_WHAT IS BEING ASKED:_ From the entries, filter out every line that lacks "derive" and copy the rest.

_PROVIDED ENTRIES:_
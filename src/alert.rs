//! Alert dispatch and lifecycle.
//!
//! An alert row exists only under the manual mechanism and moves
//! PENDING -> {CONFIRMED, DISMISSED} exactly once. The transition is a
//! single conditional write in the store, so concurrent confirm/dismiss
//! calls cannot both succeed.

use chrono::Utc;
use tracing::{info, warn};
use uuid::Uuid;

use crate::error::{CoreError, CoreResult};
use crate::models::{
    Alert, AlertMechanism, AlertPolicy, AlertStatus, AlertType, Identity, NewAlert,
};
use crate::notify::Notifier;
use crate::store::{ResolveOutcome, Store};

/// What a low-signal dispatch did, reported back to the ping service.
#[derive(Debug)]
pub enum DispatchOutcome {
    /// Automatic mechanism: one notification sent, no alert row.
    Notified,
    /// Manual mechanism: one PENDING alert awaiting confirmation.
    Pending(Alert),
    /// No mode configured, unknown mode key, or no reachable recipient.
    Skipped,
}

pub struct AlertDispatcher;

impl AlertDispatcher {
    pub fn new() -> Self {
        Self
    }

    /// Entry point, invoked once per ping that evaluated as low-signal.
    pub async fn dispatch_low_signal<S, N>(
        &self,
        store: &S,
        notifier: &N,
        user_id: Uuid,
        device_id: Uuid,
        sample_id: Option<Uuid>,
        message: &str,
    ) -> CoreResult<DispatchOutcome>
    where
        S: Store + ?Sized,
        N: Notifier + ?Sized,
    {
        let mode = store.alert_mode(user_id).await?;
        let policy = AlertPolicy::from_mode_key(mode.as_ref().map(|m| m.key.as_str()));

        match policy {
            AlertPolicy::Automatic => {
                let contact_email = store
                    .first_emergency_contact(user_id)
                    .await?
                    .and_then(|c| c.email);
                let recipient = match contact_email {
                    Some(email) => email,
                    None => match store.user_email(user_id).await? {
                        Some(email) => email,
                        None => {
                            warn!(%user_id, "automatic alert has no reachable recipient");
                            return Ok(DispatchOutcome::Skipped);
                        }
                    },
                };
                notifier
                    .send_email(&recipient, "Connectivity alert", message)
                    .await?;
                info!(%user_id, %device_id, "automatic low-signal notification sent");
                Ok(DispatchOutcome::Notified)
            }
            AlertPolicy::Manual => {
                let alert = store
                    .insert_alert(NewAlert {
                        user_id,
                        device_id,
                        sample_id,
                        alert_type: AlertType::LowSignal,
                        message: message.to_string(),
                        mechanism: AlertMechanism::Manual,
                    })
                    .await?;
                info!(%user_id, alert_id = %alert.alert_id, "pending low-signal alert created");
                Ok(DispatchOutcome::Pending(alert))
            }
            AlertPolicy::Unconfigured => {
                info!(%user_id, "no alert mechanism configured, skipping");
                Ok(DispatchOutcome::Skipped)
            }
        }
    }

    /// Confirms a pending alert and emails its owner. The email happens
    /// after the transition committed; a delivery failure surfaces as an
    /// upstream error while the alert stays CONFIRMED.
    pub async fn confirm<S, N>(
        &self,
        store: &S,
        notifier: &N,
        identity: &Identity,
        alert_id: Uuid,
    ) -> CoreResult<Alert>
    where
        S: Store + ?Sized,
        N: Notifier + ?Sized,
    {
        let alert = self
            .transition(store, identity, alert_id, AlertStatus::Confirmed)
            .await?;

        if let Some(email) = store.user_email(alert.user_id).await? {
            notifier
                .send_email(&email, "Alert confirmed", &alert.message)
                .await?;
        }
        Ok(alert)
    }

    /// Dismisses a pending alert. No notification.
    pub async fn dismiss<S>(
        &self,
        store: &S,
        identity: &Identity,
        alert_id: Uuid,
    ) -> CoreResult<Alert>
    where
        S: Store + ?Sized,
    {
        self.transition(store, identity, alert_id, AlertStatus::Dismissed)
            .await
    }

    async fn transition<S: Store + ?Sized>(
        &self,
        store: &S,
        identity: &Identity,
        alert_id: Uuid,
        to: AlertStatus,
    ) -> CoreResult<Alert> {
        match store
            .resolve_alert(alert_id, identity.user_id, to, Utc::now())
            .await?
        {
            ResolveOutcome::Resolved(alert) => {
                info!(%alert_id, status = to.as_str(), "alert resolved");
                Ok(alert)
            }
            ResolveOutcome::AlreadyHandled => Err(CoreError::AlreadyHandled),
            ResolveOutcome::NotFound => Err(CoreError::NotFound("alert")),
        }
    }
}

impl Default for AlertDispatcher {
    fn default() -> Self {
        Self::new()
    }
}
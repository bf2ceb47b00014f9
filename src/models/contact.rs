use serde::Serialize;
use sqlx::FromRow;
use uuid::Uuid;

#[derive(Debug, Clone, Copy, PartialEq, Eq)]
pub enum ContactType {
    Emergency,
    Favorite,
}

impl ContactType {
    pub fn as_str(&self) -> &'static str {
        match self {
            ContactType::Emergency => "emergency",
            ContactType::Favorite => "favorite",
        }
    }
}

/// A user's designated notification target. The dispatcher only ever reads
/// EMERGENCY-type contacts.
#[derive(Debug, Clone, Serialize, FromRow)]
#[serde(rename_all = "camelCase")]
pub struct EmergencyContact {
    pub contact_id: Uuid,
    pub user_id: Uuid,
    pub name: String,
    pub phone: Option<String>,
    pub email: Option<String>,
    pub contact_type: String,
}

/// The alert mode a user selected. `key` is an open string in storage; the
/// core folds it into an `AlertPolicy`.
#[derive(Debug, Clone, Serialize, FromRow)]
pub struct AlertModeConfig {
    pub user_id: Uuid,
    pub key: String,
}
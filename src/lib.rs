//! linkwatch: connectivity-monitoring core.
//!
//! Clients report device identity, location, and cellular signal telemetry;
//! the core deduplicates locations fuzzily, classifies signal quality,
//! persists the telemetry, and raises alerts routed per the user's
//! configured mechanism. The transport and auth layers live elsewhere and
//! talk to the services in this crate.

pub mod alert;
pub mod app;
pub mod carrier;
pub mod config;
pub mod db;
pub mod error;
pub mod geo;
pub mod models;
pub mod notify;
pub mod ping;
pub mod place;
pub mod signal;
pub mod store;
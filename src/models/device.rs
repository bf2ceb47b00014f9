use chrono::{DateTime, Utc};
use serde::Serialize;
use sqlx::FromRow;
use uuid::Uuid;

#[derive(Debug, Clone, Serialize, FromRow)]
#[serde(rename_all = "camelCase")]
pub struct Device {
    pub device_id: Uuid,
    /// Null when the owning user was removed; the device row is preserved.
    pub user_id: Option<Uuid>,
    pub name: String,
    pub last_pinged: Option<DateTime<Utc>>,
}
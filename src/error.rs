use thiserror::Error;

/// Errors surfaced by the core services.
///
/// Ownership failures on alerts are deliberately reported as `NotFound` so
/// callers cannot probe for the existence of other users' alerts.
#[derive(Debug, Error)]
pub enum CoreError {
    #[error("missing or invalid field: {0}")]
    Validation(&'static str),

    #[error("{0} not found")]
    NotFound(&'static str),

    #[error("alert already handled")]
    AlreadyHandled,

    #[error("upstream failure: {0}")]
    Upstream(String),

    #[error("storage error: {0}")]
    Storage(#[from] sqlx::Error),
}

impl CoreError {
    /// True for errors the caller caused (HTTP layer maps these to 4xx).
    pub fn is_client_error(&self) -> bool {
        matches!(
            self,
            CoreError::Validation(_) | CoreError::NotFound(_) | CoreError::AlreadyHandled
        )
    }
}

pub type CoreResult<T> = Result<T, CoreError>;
--
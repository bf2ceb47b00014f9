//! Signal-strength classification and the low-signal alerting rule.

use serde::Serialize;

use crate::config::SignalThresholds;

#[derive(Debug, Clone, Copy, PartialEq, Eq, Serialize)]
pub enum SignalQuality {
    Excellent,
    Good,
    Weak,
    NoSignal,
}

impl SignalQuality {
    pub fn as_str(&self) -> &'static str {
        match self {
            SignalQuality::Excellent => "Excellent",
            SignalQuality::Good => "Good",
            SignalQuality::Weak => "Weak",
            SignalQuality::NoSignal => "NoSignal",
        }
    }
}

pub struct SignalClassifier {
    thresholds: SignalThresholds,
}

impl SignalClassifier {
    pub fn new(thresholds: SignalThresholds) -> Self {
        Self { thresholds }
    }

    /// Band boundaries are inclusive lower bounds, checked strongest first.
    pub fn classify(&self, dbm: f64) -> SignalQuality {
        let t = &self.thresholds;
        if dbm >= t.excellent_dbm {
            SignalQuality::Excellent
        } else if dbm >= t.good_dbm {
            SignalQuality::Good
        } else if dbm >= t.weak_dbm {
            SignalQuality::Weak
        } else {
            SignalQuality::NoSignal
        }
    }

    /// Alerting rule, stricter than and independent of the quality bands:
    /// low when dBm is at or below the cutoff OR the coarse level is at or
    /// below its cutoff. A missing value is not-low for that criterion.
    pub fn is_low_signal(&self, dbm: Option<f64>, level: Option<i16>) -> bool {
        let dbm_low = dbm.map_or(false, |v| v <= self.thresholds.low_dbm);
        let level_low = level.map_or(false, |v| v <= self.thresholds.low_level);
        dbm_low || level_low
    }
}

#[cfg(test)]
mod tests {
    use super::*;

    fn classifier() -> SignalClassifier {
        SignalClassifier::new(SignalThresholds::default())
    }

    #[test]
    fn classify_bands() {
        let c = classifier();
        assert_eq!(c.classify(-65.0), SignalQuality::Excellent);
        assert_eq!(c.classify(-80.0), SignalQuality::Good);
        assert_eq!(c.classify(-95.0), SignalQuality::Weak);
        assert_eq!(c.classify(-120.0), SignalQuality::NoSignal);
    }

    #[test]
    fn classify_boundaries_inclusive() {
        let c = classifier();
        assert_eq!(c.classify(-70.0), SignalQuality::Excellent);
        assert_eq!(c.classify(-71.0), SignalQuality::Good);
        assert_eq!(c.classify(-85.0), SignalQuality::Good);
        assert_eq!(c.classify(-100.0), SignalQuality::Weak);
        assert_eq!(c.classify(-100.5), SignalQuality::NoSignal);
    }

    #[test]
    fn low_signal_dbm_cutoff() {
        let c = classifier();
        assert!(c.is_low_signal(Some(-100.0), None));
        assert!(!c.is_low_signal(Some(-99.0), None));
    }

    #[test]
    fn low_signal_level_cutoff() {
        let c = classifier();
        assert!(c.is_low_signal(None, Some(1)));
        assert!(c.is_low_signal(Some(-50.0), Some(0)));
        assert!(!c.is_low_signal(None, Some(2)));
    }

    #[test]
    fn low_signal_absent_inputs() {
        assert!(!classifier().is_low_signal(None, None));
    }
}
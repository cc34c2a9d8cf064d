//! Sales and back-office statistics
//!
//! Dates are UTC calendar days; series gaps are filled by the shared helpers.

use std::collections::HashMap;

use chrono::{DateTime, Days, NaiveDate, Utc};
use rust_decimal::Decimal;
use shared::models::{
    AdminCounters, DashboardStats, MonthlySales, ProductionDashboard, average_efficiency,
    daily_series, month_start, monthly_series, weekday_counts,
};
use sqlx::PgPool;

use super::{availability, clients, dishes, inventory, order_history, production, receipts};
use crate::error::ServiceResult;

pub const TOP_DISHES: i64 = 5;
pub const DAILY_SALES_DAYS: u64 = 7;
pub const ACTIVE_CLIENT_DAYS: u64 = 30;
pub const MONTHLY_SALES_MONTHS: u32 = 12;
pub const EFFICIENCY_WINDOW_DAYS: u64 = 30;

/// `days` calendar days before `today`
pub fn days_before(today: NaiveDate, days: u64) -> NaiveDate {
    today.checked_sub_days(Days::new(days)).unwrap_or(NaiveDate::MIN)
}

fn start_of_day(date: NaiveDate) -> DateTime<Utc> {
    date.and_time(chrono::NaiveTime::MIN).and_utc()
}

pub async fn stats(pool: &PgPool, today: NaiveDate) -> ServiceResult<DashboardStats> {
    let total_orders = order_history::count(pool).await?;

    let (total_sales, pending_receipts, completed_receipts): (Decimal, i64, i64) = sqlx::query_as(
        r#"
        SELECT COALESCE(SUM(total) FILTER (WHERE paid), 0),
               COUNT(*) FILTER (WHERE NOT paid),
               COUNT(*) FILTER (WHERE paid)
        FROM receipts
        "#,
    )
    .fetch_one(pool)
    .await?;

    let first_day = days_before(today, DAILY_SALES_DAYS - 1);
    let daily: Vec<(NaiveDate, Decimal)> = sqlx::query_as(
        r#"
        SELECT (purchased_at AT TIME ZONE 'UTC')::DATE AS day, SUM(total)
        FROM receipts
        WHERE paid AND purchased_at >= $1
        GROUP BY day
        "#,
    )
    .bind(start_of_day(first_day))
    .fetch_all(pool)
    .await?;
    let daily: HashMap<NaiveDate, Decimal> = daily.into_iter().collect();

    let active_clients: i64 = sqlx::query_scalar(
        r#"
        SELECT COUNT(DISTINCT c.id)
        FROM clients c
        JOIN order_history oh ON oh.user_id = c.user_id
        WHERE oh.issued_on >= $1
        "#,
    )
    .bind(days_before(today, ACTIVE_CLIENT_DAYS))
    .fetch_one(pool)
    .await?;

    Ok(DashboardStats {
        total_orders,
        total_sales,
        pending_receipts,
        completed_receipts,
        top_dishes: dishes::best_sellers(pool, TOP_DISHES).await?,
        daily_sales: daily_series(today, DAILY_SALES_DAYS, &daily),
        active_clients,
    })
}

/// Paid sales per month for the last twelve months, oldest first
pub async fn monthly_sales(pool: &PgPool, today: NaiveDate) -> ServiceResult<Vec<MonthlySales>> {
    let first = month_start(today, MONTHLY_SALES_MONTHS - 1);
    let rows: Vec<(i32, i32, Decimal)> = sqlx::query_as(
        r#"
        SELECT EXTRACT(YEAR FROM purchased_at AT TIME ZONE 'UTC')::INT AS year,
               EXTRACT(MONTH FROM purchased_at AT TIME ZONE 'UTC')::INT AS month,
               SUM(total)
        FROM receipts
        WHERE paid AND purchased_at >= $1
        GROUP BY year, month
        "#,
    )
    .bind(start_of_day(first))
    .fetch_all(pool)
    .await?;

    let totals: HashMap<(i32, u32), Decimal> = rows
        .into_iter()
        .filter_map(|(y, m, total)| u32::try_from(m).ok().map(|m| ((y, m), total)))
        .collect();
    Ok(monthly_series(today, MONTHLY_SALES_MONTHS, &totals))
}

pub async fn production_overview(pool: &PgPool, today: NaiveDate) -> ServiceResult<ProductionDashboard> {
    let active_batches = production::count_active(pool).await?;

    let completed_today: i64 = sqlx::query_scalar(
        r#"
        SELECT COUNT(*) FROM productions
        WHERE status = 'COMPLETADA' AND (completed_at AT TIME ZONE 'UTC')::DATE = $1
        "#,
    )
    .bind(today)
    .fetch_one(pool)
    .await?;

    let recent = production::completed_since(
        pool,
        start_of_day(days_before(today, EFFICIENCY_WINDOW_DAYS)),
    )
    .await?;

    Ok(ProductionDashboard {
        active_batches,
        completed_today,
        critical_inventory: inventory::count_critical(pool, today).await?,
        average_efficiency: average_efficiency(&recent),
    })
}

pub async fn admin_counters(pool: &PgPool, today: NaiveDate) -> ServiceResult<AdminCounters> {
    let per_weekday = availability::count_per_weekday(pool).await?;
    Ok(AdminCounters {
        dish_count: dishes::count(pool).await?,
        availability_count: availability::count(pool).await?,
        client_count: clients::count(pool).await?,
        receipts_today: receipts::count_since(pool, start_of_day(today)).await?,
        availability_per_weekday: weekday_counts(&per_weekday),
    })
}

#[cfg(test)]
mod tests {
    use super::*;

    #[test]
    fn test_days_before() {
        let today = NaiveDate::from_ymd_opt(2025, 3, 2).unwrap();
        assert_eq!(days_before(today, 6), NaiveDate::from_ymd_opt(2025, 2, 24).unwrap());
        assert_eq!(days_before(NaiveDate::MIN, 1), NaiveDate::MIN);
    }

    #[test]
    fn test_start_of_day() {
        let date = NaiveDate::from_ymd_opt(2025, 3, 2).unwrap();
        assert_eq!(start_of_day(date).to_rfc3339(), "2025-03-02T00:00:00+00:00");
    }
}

_THE ANSWER:_
#[derive(Debug)]
#[derive(Debug, Clone, Copy, PartialEq, Eq)]
#[derive(Debug, Clone, Serialize, FromRow)]
#[derive(Debug, Clone, Serialize, FromRow)]
#[derive(Debug, Clone, Serialize, FromRow)]
#[derive(Debug, Error)]
#[derive(Debug, Clone, Copy, PartialEq, Eq, Serialize)]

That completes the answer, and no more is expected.